As Cold War tensions eased, Tempelhof became a U.S. military base as well as the city’s main civilian air link. And even as traffic moved to the more modern Tegel and later Schoenefeld airports, it continued to serve private planes and high-end travelers from other European cities.

By the last decade, however, Tempelhof’s location in one of the most densely packed residential neighborhoods of Berlin made its continued use untenable. It shut its doors to all flights in 2008. A massive new international airport will draw all aviation outside the city by 2012.

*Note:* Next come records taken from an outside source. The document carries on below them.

pub mod entities;
pub mod requests;
pub mod responses;
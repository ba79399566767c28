use serde::Deserialize;

use super::entities::NivelEducativo;

#[derive(Debug, Deserialize)]
pub struct CreatePlantelRequest {
    pub nombre: String,
    pub direccion: Option<String>,
    pub nivel_educativo: NivelEducativo,
    pub color_tema: Option<String>,
    pub logo_url: Option<String>,
    pub total_aulas: Option<i32>,
}

// ADMIN creates the campus director in the same flow as the campus itself.
#[derive(Debug, Deserialize)]
pub struct CreateDirectorRequest {
    pub plantel_id: i64,
    pub username: String,
    pub email: String,
    pub password: String,
    pub first_name: String,
    pub last_name: String,
}

#[derive(Debug, Deserialize)]
pub struct ActualizarAulasRequest {
    pub total_aulas: i32,
}
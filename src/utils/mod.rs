pub mod extractor;
pub mod fechas;
pub mod file_magic;
pub mod jwt;
pub mod parameter_error_handler;
pub mod password;
pub mod random_code;
pub mod sql;
pub mod validate;

pub use extractor::{
    SafeAlumnoIdI64, SafeAsignaturaIdI64, SafeCarreraIdI64, SafeGrupoIdI64, SafePlantelIdI64,
    SafeUserIdI64,
};
pub use file_magic::validate_magic_bytes;
pub use parameter_error_handler::json_error_handler;
pub use parameter_error_handler::query_error_handler;
pub use sql::escape_like_pattern;
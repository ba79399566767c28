use actix_web::{HttpRequest, HttpResponse, Result as ActixResult};

use crate::models::{
    ApiResponse, ErrorCode,
    auth::{requests::UpdatePerfilRequest, responses::UserInfoResponse},
    planteles::theme::CampusTheme,
    users::entities::Estatus,
    users::requests::UpdateUsuarioData,
};
use crate::services::authenticated_user;
use crate::utils::password::{hash_password, verify_password};
use crate::utils::validate::{validate_email, validate_telefono};

use super::AuthService;

pub async fn handle_me(service: &AuthService, request: &HttpRequest) -> ActixResult<HttpResponse> {
    let user = match authenticated_user(request) {
        Ok(user) => user,
        Err(resp) => return Ok(resp),
    };
    let storage = service.get_storage(request);

    let plantel = match user.plantel_id {
        Some(plantel_id) => storage.get_plantel_by_id(plantel_id).await.ok().flatten(),
        None => None,
    };
    let theme = CampusTheme::resolve(plantel.as_ref());

    Ok(HttpResponse::Ok().json(ApiResponse::success(
        UserInfoResponse {
            usuario: user,
            theme,
        },
        "User information retrieved successfully",
    )))
}

pub async fn handle_update_perfil(
    service: &AuthService,
    update_request: UpdatePerfilRequest,
    request: &HttpRequest,
) -> ActixResult<HttpResponse> {
    let user = match authenticated_user(request) {
        Ok(user) => user,
        Err(resp) => return Ok(resp),
    };
    let storage = service.get_storage(request);

    if let Some(ref email) = update_request.email
        && let Err(msg) = validate_email(email)
    {
        return Ok(HttpResponse::BadRequest().json(ApiResponse::error_empty(
            ErrorCode::UserEmailInvalid,
            msg,
        )));
    }
    if let Some(ref telefono) = update_request.telefono
        && let Err(msg) = validate_telefono(telefono)
    {
        return Ok(HttpResponse::BadRequest()
            .json(ApiResponse::error_empty(ErrorCode::BadRequest, msg)));
    }

    // Password change requires the current password. A PENDIENTE account
    // becomes ACTIVO on its first successful change.
    if let Some(ref password_nueva) = update_request.password_nueva {
        let Some(ref password_actual) = update_request.password_actual else {
            return Ok(HttpResponse::BadRequest().json(ApiResponse::error_empty(
                ErrorCode::BadRequest,
                "Current password is required to change the password",
            )));
        };
        if !verify_password(password_actual, &user.password_hash) {
            return Ok(HttpResponse::Unauthorized().json(ApiResponse::error_empty(
                ErrorCode::AuthFailed,
                "Current password is incorrect",
            )));
        }
        if password_nueva.len() < 8 {
            return Ok(HttpResponse::BadRequest().json(ApiResponse::error_empty(
                ErrorCode::PasswordPolicyViolation,
                "Password must be at least 8 characters long",
            )));
        }

        let hash = match hash_password(password_nueva) {
            Ok(hash) => hash,
            Err(e) => {
                tracing::error!("Password hashing failed: {}", e);
                return Ok(
                    HttpResponse::InternalServerError().json(ApiResponse::error_empty(
                        ErrorCode::InternalServerError,
                        "Profile update failed",
                    )),
                );
            }
        };

        let promote = (user.estatus == Estatus::Pendiente).then_some(Estatus::Activo);
        if let Err(e) = storage.set_password(user.id, hash, promote).await {
            return Ok(
                HttpResponse::InternalServerError().json(ApiResponse::error_empty(
                    ErrorCode::InternalServerError,
                    format!("Profile update failed: {e}"),
                )),
            );
        }
    }

    let update = UpdateUsuarioData {
        email: update_request.email,
        telefono: update_request.telefono,
        direccion: update_request.direccion,
        ..Default::default()
    };

    match storage.update_own_profile(user.id, update).await {
        Ok(Some(usuario)) => {
            let plantel = match usuario.plantel_id {
                Some(plantel_id) => storage.get_plantel_by_id(plantel_id).await.ok().flatten(),
                None => None,
            };
            let theme = CampusTheme::resolve(plantel.as_ref());

            Ok(HttpResponse::Ok().json(ApiResponse::success(
                UserInfoResponse { usuario, theme },
                "Profile updated successfully",
            )))
        }
        Ok(None) => Ok(HttpResponse::NotFound().json(ApiResponse::error_empty(
            ErrorCode::UserNotFound,
            "User not found",
        ))),
        Err(e) => Ok(
            HttpResponse::InternalServerError().json(ApiResponse::error_empty(
                ErrorCode::InternalServerError,
                format!("Profile update failed: {e}"),
            )),
        ),
    }
}
use std::collections::HashMap;
use std::sync::{Arc, Mutex, OnceLock};

use crate::cache::ObjectCache;
use crate::config::CacheConfig;
use crate::errors::{Result, SgaError};

pub type CacheFactory = fn(&CacheConfig) -> Result<Arc<dyn ObjectCache>>;

fn registry() -> &'static Mutex<HashMap<&'static str, CacheFactory>> {
    static REGISTRY: OnceLock<Mutex<HashMap<&'static str, CacheFactory>>> = OnceLock::new();
    REGISTRY.get_or_init(|| Mutex::new(HashMap::new()))
}

pub fn register_cache_plugin(name: &'static str, factory: CacheFactory) {
    registry()
        .lock()
        .expect("cache registry poisoned")
        .insert(name, factory);
}

/// Registers every built-in backend. Called once from startup before
/// `create_object_cache`.
pub fn register_builtin_plugins() {
    register_cache_plugin("memory", crate::cache::object_cache::moka::create);
}

pub fn create_object_cache(config: &CacheConfig) -> Result<Arc<dyn ObjectCache>> {
    let name = config.cache_type.as_str();
    let factory = {
        let reg = registry().lock().expect("cache registry poisoned");
        reg.get(name).copied()
    };
    match factory {
        Some(factory) => factory(config),
        None => Err(SgaError::cache_plugin_not_found(format!(
            "cache backend '{name}' is not registered"
        ))),
    }
}

#[cfg(test)]
mod tests {
    use super::*;
    use crate::config::MemoryConfig;

    fn memory_config(cache_type: &str) -> CacheConfig {
        CacheConfig {
            cache_type: cache_type.to_string(),
            default_ttl: 300,
            memory: MemoryConfig { max_capacity: 1024 },
        }
    }

    #[test]
    fn unknown_backend_is_rejected() {
        register_builtin_plugins();
        assert!(create_object_cache(&memory_config("carrier-pigeon")).is_err());
    }

    #[test]
    fn memory_backend_is_built_in() {
        register_builtin_plugins();
        assert!(create_object_cache(&memory_config("memory")).is_ok());
    }
}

For decades, Berlin’s bombed-out empty spaces have drawn ambitious architects from all over the world. For a while, the fall of the Berlin Wall only seemed to accelerate the construction of space-age corporate headquarters and neoclassical glass-and-steel towers. The 4-year-old main railway station, already the biggest and busiest in Europe, is a translucent palace of glass, a shimmering monument to the nation’s success and democratic values.

But Berlin just didn’t have the bucks or wherewithal do anything so inventive with Tempelhof. So it did some minimal landscaping and dispatched rent-a-cops on bikes to patrol the place, posting dawn-to-dusk hours in what has turned into a tranquil mecca for everything on two wheels or two feet.

All this is in tune with a nation that continues to move away from its stern militarism of the early 20th century and the prim, hard-working asceticism of the postwar years.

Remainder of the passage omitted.